__Problem description__: For the entries below, repeat exactly each line starting with the one that contains "pub fn apply_ui_language(&mut" and going on through the one that contains "come back verbatim.", and no others.

=== Source data ===

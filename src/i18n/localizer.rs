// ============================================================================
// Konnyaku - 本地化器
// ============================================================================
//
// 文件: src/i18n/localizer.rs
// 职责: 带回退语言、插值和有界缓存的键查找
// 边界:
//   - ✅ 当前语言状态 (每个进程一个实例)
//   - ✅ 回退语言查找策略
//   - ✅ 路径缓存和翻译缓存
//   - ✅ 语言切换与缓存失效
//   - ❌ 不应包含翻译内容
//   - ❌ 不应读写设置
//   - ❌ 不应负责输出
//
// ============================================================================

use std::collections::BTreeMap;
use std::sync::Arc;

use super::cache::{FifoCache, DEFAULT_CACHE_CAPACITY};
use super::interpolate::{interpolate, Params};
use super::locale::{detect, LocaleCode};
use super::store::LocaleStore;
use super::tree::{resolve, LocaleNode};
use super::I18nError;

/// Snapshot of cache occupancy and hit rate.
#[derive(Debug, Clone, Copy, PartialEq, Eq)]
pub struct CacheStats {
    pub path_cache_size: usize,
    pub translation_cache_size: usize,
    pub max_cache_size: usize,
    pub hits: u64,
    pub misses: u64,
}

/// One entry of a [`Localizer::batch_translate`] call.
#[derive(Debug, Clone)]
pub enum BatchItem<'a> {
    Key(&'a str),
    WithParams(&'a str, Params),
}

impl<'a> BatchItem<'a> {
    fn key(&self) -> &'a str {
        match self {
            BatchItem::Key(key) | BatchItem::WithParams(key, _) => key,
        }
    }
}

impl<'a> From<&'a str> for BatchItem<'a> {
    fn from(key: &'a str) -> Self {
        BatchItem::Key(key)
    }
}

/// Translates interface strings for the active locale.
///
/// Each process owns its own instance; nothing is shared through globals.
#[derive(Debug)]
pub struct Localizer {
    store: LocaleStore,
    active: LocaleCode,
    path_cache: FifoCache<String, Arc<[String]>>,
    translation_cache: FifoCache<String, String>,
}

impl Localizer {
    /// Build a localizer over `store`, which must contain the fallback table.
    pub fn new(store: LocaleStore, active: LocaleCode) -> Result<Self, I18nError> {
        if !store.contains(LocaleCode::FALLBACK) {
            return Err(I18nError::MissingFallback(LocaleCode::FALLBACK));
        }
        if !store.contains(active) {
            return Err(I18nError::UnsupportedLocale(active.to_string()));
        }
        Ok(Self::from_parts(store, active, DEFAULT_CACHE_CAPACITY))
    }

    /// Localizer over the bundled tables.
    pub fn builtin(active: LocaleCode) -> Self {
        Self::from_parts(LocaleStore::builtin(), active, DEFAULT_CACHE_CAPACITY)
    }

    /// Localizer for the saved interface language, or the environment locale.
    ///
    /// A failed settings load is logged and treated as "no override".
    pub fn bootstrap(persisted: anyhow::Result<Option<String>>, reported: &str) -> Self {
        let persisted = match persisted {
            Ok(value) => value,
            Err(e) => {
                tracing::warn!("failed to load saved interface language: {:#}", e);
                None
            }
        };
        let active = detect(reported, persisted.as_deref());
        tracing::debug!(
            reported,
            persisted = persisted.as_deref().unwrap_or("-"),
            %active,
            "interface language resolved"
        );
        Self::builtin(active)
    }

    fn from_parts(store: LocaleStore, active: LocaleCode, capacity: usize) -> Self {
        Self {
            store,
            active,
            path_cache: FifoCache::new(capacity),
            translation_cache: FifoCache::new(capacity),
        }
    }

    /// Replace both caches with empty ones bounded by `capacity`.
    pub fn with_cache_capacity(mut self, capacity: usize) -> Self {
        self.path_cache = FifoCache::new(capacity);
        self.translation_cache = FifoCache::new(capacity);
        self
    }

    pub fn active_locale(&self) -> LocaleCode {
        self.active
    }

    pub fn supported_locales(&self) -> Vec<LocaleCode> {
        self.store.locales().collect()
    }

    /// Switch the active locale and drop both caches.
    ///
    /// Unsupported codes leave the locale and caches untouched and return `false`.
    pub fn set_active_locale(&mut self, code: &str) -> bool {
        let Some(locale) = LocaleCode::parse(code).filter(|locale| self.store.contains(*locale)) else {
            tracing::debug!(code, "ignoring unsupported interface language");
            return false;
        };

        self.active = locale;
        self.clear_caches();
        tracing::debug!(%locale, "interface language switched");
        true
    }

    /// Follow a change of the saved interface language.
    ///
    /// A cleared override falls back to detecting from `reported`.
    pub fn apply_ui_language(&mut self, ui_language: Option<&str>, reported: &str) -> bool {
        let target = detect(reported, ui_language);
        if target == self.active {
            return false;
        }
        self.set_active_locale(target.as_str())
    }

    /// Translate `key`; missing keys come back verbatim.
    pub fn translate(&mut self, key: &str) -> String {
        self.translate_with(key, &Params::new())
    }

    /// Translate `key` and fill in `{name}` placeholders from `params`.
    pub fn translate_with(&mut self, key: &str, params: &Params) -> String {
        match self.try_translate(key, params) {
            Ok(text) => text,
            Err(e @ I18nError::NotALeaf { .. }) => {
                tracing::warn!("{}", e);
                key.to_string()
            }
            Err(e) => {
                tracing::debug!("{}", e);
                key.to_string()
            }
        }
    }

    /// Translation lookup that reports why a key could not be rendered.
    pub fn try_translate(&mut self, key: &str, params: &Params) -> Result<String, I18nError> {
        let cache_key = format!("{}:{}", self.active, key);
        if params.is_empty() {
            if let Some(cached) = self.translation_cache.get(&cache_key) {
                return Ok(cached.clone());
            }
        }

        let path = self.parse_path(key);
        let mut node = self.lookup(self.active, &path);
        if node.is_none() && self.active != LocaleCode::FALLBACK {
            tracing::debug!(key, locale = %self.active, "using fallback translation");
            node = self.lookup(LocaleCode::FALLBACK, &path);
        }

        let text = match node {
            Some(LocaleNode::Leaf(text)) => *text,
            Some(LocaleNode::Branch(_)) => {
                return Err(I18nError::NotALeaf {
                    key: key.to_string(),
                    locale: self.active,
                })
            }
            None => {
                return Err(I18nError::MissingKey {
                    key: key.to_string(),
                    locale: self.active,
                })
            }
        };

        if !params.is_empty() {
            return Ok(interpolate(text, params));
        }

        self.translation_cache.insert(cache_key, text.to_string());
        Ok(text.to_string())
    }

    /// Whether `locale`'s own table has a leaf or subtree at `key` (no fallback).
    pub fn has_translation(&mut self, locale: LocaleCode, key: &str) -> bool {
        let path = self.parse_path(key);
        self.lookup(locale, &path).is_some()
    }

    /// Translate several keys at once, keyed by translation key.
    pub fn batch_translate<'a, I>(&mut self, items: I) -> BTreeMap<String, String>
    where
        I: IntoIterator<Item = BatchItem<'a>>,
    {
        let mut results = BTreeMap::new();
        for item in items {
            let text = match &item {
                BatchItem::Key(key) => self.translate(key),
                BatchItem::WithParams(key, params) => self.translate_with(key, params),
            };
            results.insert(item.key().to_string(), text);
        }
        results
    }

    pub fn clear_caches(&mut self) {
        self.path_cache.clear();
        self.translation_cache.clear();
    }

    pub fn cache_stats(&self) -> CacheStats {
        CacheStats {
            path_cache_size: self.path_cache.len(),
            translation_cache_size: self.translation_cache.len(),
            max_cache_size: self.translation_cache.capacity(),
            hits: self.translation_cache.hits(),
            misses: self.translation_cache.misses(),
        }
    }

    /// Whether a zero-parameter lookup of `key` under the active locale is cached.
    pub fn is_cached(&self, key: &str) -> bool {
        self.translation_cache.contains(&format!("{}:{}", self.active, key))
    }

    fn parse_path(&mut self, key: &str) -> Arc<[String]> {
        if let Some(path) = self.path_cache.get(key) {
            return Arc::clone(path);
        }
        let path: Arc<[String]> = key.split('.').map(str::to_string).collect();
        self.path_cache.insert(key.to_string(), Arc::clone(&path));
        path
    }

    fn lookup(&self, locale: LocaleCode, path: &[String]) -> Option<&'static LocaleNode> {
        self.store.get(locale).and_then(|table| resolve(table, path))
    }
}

===

__Task answer__:
    pub fn apply_ui_language(&mut self, ui_language: Option<&str>, reported: &str) -> bool {
        let target = detect(reported, ui_language);
        if target == self.active {
            return false;
        }
        self.set_active_locale(target.as_str())
    }

    /// Translate `key`; missing keys come back verbatim.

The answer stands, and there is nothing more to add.